Venturita había dado vueltas todo el día alrededor de su madre,
esperando ocasión de hablarla sin testigos. A la hora del crepúsculo,
cuando las costureras se fueron, madre e hija quedaron al fin solas.
Cecilia se había retirado a su cuarto dominada por la tristeza que había
disimulado con trabajo durante el día. Doña Paula estaba sentada en una
butaca con los ojos clavados en el balcón, recogiendo los últimos rayos
de la luz moribunda, en actitud melancólica y reflexiva, poco frecuente
en ella. Parecía presentir el disgusto que se cernía sobre su cabeza.

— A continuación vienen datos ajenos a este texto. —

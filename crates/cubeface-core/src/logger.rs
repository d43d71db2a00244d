//! Minimal logger.
//!
//! Prints `elapsed LEVEL message` lines to stderr so detector runs can be
//! followed without pulling in a logging framework. Install once at startup
//! with `init_with_level`.

use std::io::Write;
use std::sync::OnceLock;
use std::time::Instant;

use log::{LevelFilter, Log, Metadata, Record};

#[cfg(feature = "tracing")]
use tracing_subscriber::fmt::format::FmtSpan;
#[cfg(feature = "tracing")]
use tracing_subscriber::util::SubscriberInitExt;
#[cfg(feature = "tracing")]
use tracing_subscriber::{fmt, EnvFilter};

struct StderrLogger {
    level: LevelFilter,
    started: Instant,
}

impl Log for StderrLogger {
    fn enabled(&self, metadata: &Metadata) -> bool {
        metadata.level() <= self.level
    }

    fn log(&self, record: &Record) {
        if !self.enabled(record.metadata()) {
            return;
        }

        let elapsed = self.started.elapsed().as_secs_f64();
        let _ = writeln!(
            std::io::stderr(),
            "{:8.3}s {:>5} {}",
            elapsed,
            record.level(),
            record.args()
        );
    }

    fn flush(&self) {}
}

static LOGGER: OnceLock<StderrLogger> = OnceLock::new();

/// Install the stderr logger with the provided level filter.
///
/// Subsequent calls are no-ops after the first successful installation.
pub fn init_with_level(level: LevelFilter) -> Result<(), log::SetLoggerError> {
    if LOGGER.get().is_none() {
        let logger = LOGGER.get_or_init(|| StderrLogger {
            level,
            started: Instant::now(),
        });
        log::set_logger(logger)?;
        log::set_max_level(level);
    }
    Ok(())
}

/// Install a `tracing` subscriber honoring `RUST_LOG`, at `info` otherwise.
#[cfg(feature = "tracing")]
pub fn init_tracing() {
    let filter = EnvFilter::try_from_default_env().unwrap_or_else(|_| EnvFilter::new("info"));
    let _ = fmt()
        .with_env_filter(filter)
        .with_span_events(FmtSpan::CLOSE)
        .with_timer(fmt::time::Uptime::default())
        .finish()
        .try_init();
}
use cubeface_core::{FrameView, Mask};
use log::debug;

use crate::params::FaceDetectorParams;

/// Cumulative patch masks produced by the grid scan.
#[derive(Clone, Debug)]
pub struct ScanMasks {
    /// Pixels voted into a single-hue band by at least one scan cell.
    pub chromatic: Mask,
    /// Pixels voted saturation-low / value-high by at least one scan cell.
    pub white: Mask,
}

/// Scan the frame on a regular cell grid and build the chromatic and white
/// patch masks.
///
/// Each interior cell computes the dispersion of its hue values. Low
/// dispersion means the cell sits inside a patch of one color (or inside an
/// achromatic patch, where hue is flat as well), so the cell votes: it marks
/// the matching pixels of its expanded 3x3-cell neighborhood in the
/// cumulative masks. High-dispersion cells straddle patch boundaries and
/// vote for neither mask.
///
/// Both gates may fire for the same cell; the per-pixel ranges decide what
/// actually gets marked, so a saturated cell passing the white gate marks
/// nothing there.
pub fn scan_patches(frame: &FrameView<'_>, params: &FaceDetectorParams) -> ScanMasks {
    let scan = &params.scan;
    let (w, h) = (frame.width, frame.height);

    let mut chromatic = Mask::zeros(w, h);
    let mut white = Mask::zeros(w, h);

    let cell = if scan.grid_n > 0 { h / scan.grid_n } else { 0 };
    if cell == 0 {
        return ScanMasks { chromatic, white };
    }

    let ymax = h - cell;
    let xmax = w.saturating_sub(cell);

    let mut y = cell;
    while y < ymax {
        let mut x = cell;
        while x < xmax {
            let (mean_h, mean_h_sq) = hue_cell_stats(frame, x, y, cell);
            let sigma = (mean_h_sq - mean_h * mean_h).max(0.0).sqrt();

            // expanded 3x3-cell neighborhood, clamped to the frame
            let rect = (
                x - cell,
                y - cell,
                (x + 2 * cell).min(w),
                (y + 2 * cell).min(h),
            );

            if sigma < scan.sigma_w {
                mark_white(frame, &mut white, rect, params.colors.sat_w, params.colors.val_w);
            }
            if sigma < scan.sigma_c {
                mark_hue_band(frame, &mut chromatic, rect, mean_h, scan.delta_c);
            }
            x += cell;
        }
        y += cell;
    }

    // Dark gaps between facelets must not glue neighboring patches together.
    let black = black_mask(frame, scan.rgb_l);
    chromatic.suppress(&black);
    white.suppress(&black);

    let chromatic = chromatic.consolidate(scan.consolidate_kernel, scan.consolidate_cutoff);
    let white = white.consolidate(scan.consolidate_kernel, scan.consolidate_cutoff);
    debug!(
        "scan: {} chromatic px, {} white px after consolidation",
        chromatic.count(),
        white.count()
    );

    ScanMasks { chromatic, white }
}

/// Mean and mean-of-squares of the hue plane over one scan cell.
fn hue_cell_stats(frame: &FrameView<'_>, x: usize, y: usize, cell: usize) -> (f32, f32) {
    let mut sum = 0.0f64;
    let mut sum_sq = 0.0f64;
    for yy in y..y + cell {
        let row = yy * frame.width;
        for xx in x..x + cell {
            let h = frame.h[row + xx] as f64;
            sum += h;
            sum_sq += h * h;
        }
    }
    let n = (cell * cell) as f64;
    ((sum / n) as f32, (sum_sq / n) as f32)
}

fn mark_white(
    frame: &FrameView<'_>,
    mask: &mut Mask,
    (x0, y0, x1, y1): (usize, usize, usize, usize),
    sat_w: f32,
    val_w: f32,
) {
    for y in y0..y1 {
        let row = y * frame.width;
        for x in x0..x1 {
            let i = row + x;
            if frame.s[i] <= sat_w && frame.v[i] >= val_w {
                mask.set(x, y);
            }
        }
    }
}

/// Mark pixels whose hue falls within `mean_h +- delta`, wrapping the band
/// around the 0/180 hue boundary when it overflows either end.
fn mark_hue_band(
    frame: &FrameView<'_>,
    mask: &mut Mask,
    (x0, y0, x1, y1): (usize, usize, usize, usize),
    mean_h: f32,
    delta: f32,
) {
    let lo = mean_h - delta;
    let hi = mean_h + delta;
    for y in y0..y1 {
        let row = y * frame.width;
        for x in x0..x1 {
            let h = frame.h[row + x];
            let in_band = if hi >= 180.0 {
                h <= hi - 180.0 || h >= lo
            } else if lo < 0.0 {
                h >= lo + 180.0 || h <= hi
            } else {
                h >= lo && h <= hi
            };
            if in_band {
                mask.set(x, y);
            }
        }
    }
}

/// Pixels with every RGB channel at or below the black-level cutoff.
fn black_mask(frame: &FrameView<'_>, rgb_l: f32) -> Mask {
    let mut mask = Mask::zeros(frame.width, frame.height);
    for y in 0..frame.height {
        for x in 0..frame.width {
            let [r, g, b] = frame.rgb_at(x, y);
            if r as f32 <= rgb_l && g as f32 <= rgb_l && b as f32 <= rgb_l {
                mask.set(x, y);
            }
        }
    }
    mask
}

#[cfg(test)]
mod tests {
    use super::*;
    use cubeface_core::{HsvFrame, RgbFrameView};

    const DARK: [u8; 3] = [20, 20, 20];

    fn frame_with_square(
        size: usize,
        x0: usize,
        y0: usize,
        side: usize,
        color: [u8; 3],
    ) -> Vec<u8> {
        let mut rgb = Vec::with_capacity(size * size * 3);
        for y in 0..size {
            for x in 0..size {
                let inside = x >= x0 && x < x0 + side && y >= y0 && y < y0 + side;
                rgb.extend_from_slice(if inside { &color } else { &DARK });
            }
        }
        rgb
    }

    fn run_scan(rgb: &[u8], size: usize) -> ScanMasks {
        let view = RgbFrameView::new(size, size, rgb);
        let hsv = HsvFrame::from_rgb(&view);
        let frame = FrameView::new(view, &hsv);
        scan_patches(&frame, &FaceDetectorParams::default())
    }

    #[test]
    fn flat_green_square_lands_in_chromatic_mask() {
        let rgb = frame_with_square(200, 60, 60, 80, [40, 200, 60]);
        let masks = run_scan(&rgb, 200);

        assert!(masks.chromatic.get(100, 100));
        assert_eq!(masks.white.count(), 0);
        // dark background stays suppressed
        assert!(!masks.chromatic.get(10, 10));
    }

    #[test]
    fn flat_white_square_lands_in_white_mask() {
        let rgb = frame_with_square(200, 60, 60, 80, [220, 220, 220]);
        let masks = run_scan(&rgb, 200);

        assert!(masks.white.get(100, 100));
        assert!(!masks.white.get(10, 10));
    }

    #[test]
    fn hue_band_wraps_for_reds_near_the_boundary() {
        // rgb (255, 0, 10) has hue ~178.8, so the band around it overflows 180
        let rgb = frame_with_square(200, 60, 60, 80, [255, 0, 10]);
        let masks = run_scan(&rgb, 200);

        assert!(masks.chromatic.get(100, 100));
    }

    #[test]
    fn empty_frame_produces_empty_masks() {
        let rgb = frame_with_square(200, 0, 0, 0, DARK);
        let masks = run_scan(&rgb, 200);

        assert_eq!(masks.chromatic.count(), 0);
        assert_eq!(masks.white.count(), 0);
    }
}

Venturita colocaba los bastidores en un rincón y los tapaba con un
lienzo, arreglaba las sillas y arrastraba la cesta de la costura a un
lado para que no estorbase.
—Avisa que traigan luz—dijo doña Paula.
—¿Para qué?—respondió la niña sentándose en una silla baja a su
lado.—Ya está todo arreglado.
Su madre volvió a entornar los ojos hacia el balcón y quedó en la misma
actitud melancólica. Al cabo de unos momentos de silencio, Venturita
tomó su mano y la llevó con ternura a los labios. Doña Paula volvió la
cabeza con sorpresa. Pocas veces, por no decir nunca, su hija menor le
había dado este beso respetuoso. Sonrió con dulzura y tomándole la barba
entre los dedos, le dijo:
—¿Estás contenta con el vestido?
—Si, mamá.
—Te hace un cuerpo muy bonito. En cuanto le toquen un poco en el pecho,
quedará que ni pintado.
La niña calló. Alzando los ojos al cabo de un instante le dijo,
esforzándose en dar a su voz una inflexión segura:
—Dime, mamá, ¿qué opinas de la retirada de Gonzalo?
—¡La retirada de Gonzalo!—exclamó la señora volviendo con asombro la
cabeza.—¿Qué quieres decir, criatura?
—Sí, la retirada, porque a mí me consta que no está enfermo. Ayer
estuvo toda la noche jugando al billar en el café de la Marina.
—¡Bah, bah! ¿Tienes ganas de reir?
—No me río, mamá, hablo en serio.
—¿Y quién te ha dicho a ti eso?
—Lo sé por Nieves, que se lo dijo su hermano.
—Puede que le haya aliviado el dolor por la noche y saliese a
esparcirse un poco.
—Y entonces, ¿por qué no ha venido hoy?
—Porque le habrá vuelto otra vez.
—No lo creas, mamá... Ten la seguridad de que Gonzalo no quiere a
Cecilia.
—¿Sabes lo que estás diciendo, necia? Hazme el favor de callarte, antes
que me enfade.
—Me callaré; pero las pruebas de cariño que está dando no son grandes.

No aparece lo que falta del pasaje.